Opinião

Carta Aberta ao Presidente da República – Pedir ajuda ao Oriente

Carta Aberta ao Presidente da República – Pedir ajuda ao Oriente

Altamiro Costa Pereira

Diretor da Faculdade de Medicina da Universidade do Porto

O Diretor da Faculdade de Medicina da Universidade do Porto faz, em artigo de opinião, um apelo a Marcelo Rebelo de Sousa

Excelentíssimo Senhor

Presidente da República Portuguesa

Doutor Marcelo Rebelo de Sousa,

Antes de mais, quero felicitá-lo por ter decretado o Estado de Emergência em Portugal e pelo discurso que no seu seguimento fez ao País. Na verdade, são terríveis e impiedosos os tempos que vivemos. E eles não se compadecem com tibiezas nem hesitações.

Por isso a sua palavra e ação são importantes. Pessoalmente, fiquei também muito agradado pela quase unanimidade na resposta a esta sua interpelação por parte da Assembleia da República e do Governo. Mas agora, no curtíssimo intervalo de tempo que ainda nos resta (e que a cada hora se encurta) é necessário tomarem-se mais e mais medidas, de natureza sanitária e política!

Assim, apelo-lhe, como português e cidadão europeu, para que exerça a sua enorme influência simbólica e diplomática, junto de países ou regiões que têm partilhado com Portugal relações históricas, comerciais e de entreajuda, há já mais de 500 anos, para que nos auxiliem agora, neste momento de enorme necessidade. Obviamente, estou a falar do Japão e da República Popular da China, com especial destaque para a Região Administrativa Especial de Macau. Na verdade, fruto de terem tido que lidar com a epidemia de SARS no início deste milénio e agora com a de Covid-19, a China e suas Regiões Administrativas Especiais estão preparadas como nenhum outro país – com as possíveis exceções do Japão e da Coreia do Sul – para nos ajudar neste combate que, tendo chegado agora de forma avassaladora até nós, não irá tão cedo deixar-nos dormir descansados!

Essa ajuda não deverá ser apenas de natureza material, com os seus equipamentos de proteção, de diagnóstico e de tratamento (por exemplo, máscaras, medicamentos e ventiladores) de que já temos e teremos cada vez mais falta no nosso SNS, à medida que a situação vá piorando, mas também e, talvez sobretudo, deverá ser através da partilha de conhecimento epidemiológico e de saúde pública! Na verdade, é já mais do que tempo de termos especialistas estrangeiros a ajudar-nos. Sobretudo em Lisboa e junto do Governo – e, se tal não for possível, pelo menos com o auxílio de videoconferências – orientando os conselheiros, os assessores e, ideal e diretamente, os mais responsáveis pela condução deste combate, o Senhor Presidente, o Primeiro Ministro, a Ministra da Saúde e a Diretora da DGS. Já para não falar no conselho especializado aos membros do Conselho Nacional de Saúde ou ao menos evidente Conselho Nacional de Saúde Pública!

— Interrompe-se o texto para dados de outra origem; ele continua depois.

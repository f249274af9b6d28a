//! One-pass validation that turns registries into a [`BuildConfiguration`]

use crate::{
    compiler::CompilerRegistry,
    configuration::{BuildConfiguration, ResolvedNetwork},
    error::{ConfigError, ValidationReport},
    network::{Endpoint, NetworkProfile, NetworkProfileRegistry},
    plan::{BuildJob, BuildPlanResolver},
    secrets::{SecretResolver, SecretStore, SecretValue},
    settings::SettingsLayer,
    version::SourceVersionMap,
};
use std::collections::BTreeMap;
use url::Url;

const ENDPOINT_SCHEMES: &[&str] = &["http", "https", "ws", "wss"];

/// Runs every configuration check before any compiler or network is touched.
///
/// All problems are collected into a single [`ValidationReport`]. `validate`
/// consumes the validator, so a pass cannot be repeated or resumed.
pub struct ConfigValidator<'a> {
    compilers: &'a CompilerRegistry,
    defaults: Option<&'a SettingsLayer>,
    sources: &'a SourceVersionMap,
    networks: &'a NetworkProfileRegistry,
    secrets: SecretResolver<'a>,
}

impl<'a> ConfigValidator<'a> {
    pub fn new(
        compilers: &'a CompilerRegistry,
        sources: &'a SourceVersionMap,
        networks: &'a NetworkProfileRegistry,
        secrets: &'a dyn SecretStore,
    ) -> Self {
        Self {
            compilers,
            defaults: None,
            sources,
            networks,
            secrets: SecretResolver::new(secrets),
        }
    }

    /// Global settings layer applied beneath every compiler's own settings
    pub fn with_defaults(mut self, defaults: &'a SettingsLayer) -> Self {
        self.defaults = Some(defaults);
        self
    }

    pub fn validate(self) -> Result<BuildConfiguration, ValidationReport> {
        tracing::info!(
            "Validating {} source unit(s) against {} compiler(s) and {} network(s)",
            self.sources.len(),
            self.compilers.len(),
            self.networks.len()
        );

        let mut errors = Vec::new();
        let no_defaults = SettingsLayer::default();
        let defaults = self.defaults.unwrap_or(&no_defaults);

        let plan = BuildPlanResolver::new(self.compilers, defaults).resolve(self.sources);
        errors.extend(plan.unresolved);
        for job in &plan.jobs {
            errors.extend(job.settings.check(&job.version));
        }
        let jobs = plan.jobs;

        let mut networks = BTreeMap::new();
        for profile in self.networks.iter() {
            match self.resolve_network(profile) {
                Ok(network) => {
                    networks.insert(profile.name.clone(), network);
                }
                Err(network_errors) => errors.extend(network_errors),
            }
        }

        if !errors.is_empty() {
            tracing::warn!("Configuration rejected with {} error(s)", errors.len());
            return Err(ValidationReport::new(errors));
        }

        log_plan(&jobs);
        Ok(BuildConfiguration::new(jobs, networks))
    }

    fn resolve_network(&self, profile: &NetworkProfile) -> Result<ResolvedNetwork, Vec<ConfigError>> {
        let mut errors = Vec::new();
        let name = &profile.name;

        let endpoint = match &profile.endpoint {
            Endpoint::Url(raw) => parse_endpoint(name, raw, true),
            Endpoint::Secret(reference) => self
                .secret(name, reference)
                .and_then(|value| parse_endpoint(name, value.expose(), false)),
        };
        let endpoint = keep_ok(endpoint, &mut errors);

        let account = keep_ok(self.secret(name, &profile.account_secret_ref), &mut errors);

        let explorer_api_key = match &profile.explorer_api_key_ref {
            Some(reference) => keep_ok(self.secret(name, reference), &mut errors),
            None => None,
        };

        match (endpoint, account) {
            (Some(endpoint), Some(account)) if errors.is_empty() => {
                tracing::debug!("Network {} resolved to host {:?}", name, endpoint.host_str());
                Ok(ResolvedNetwork {
                    name: name.clone(),
                    endpoint,
                    account,
                    gas_limit: profile.gas_limit,
                    chain_id: profile.chain_id,
                    explorer_api_key,
                    explorer_network: profile
                        .explorer_network
                        .clone()
                        .unwrap_or_else(|| name.clone()),
                })
            }
            _ => Err(errors),
        }
    }

    fn secret(&self, network: &str, reference: &str) -> Result<SecretValue, ConfigError> {
        self.secrets
            .resolve(reference)
            .map_err(|missing| ConfigError::MissingSecret {
                network: network.to_string(),
                reference: missing.reference,
            })
    }
}

fn keep_ok<T>(result: Result<T, ConfigError>, errors: &mut Vec<ConfigError>) -> Option<T> {
    match result {
        Ok(value) => Some(value),
        Err(err) => {
            errors.push(err);
            None
        }
    }
}

/// Parses an RPC endpoint. Input sourced from a secret is never echoed back.
fn parse_endpoint(network: &str, raw: &str, literal: bool) -> Result<Url, ConfigError> {
    let malformed = |reason: String| ConfigError::MalformedEndpoint {
        network: network.to_string(),
        reason,
    };

    let url = Url::parse(raw.trim()).map_err(|e| {
        if literal {
            malformed(format!("`{raw}`: {e}"))
        } else {
            malformed(e.to_string())
        }
    })?;

    if !ENDPOINT_SCHEMES.contains(&url.scheme()) {
        return Err(malformed(format!("unsupported scheme `{}`", url.scheme())));
    }
    if url.host_str().is_none() {
        return Err(malformed("missing host".to_string()));
    }

    Ok(url)
}

fn log_plan(jobs: &[BuildJob]) {
    for job in jobs {
        tracing::info!(
            "solc {}: {} source unit(s), optimizer {} ({} runs)",
            job.version,
            job.sources.len(),
            if job.settings.optimizer.enabled { "on" } else { "off" },
            job.settings.optimizer.runs
        );
    }
}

Senhor Presidente, tenho os meus estudantes sem aulas desde há mais de uma semana, mas os nossos docentes estão a fazer o possível e a dar o seu melhor – tal como muitos outros professores por todo o País – para tentar mitigar esta situação, dando aulas à distância. Mas, muito pior, tenho também inúmeros colegas e amigos a baterem-se, há muito mais tempo, nas urgências, nas enfermarias e nos cuidados intensivos do Centro Hospitalar Universitário de S. João, empenhados em rastrear e tratar doentes com Covid-19, a acrescer aos seus doentes habituais. E, neste momento, a baterem-se já quase como muito antes o tinham feito os seus avós ou bisavós, nas trincheiras da Primeira Guerra, em La Lys. E, se tivermos em consideração o que faltará percorrer para atingirmos o pico da epidemia, estamos ainda no início da sua progressão, em Portugal.

Ou seja, Senhor Presidente, num tempo de verdade e de emergência absolutas, é hora de não termos medo de confessar as nossas próprias limitações, como País, como políticos ou mesmo como especialistas e, reconhecendo-o, é tempo de pedirmos ajuda a quem melhor estiver em condições de nos ajudar!

E, sobretudo, não esquecendo que o retardar ou o adiar, apenas por um dia ou umas horas, de uma decisão correta de isolamento mais restrito da população ou de rastreio mais intensivo de casos na população poderá impedir a prevenção da morte de um número muito considerável de portugueses. Ademais, quando o atual número de mortes em Portugal, tal como acontecerá em todos os outros países, estará subestimado, por eventual não reconhecimento do diagnóstico de Covid--19, aquando do registo do óbito dos nossos doentes, e ainda pelo excesso de mortes, em doentes não infetados por Covid-19, por sobrecarga do SNS.

Com os melhores cumprimentos pessoais e institucionais.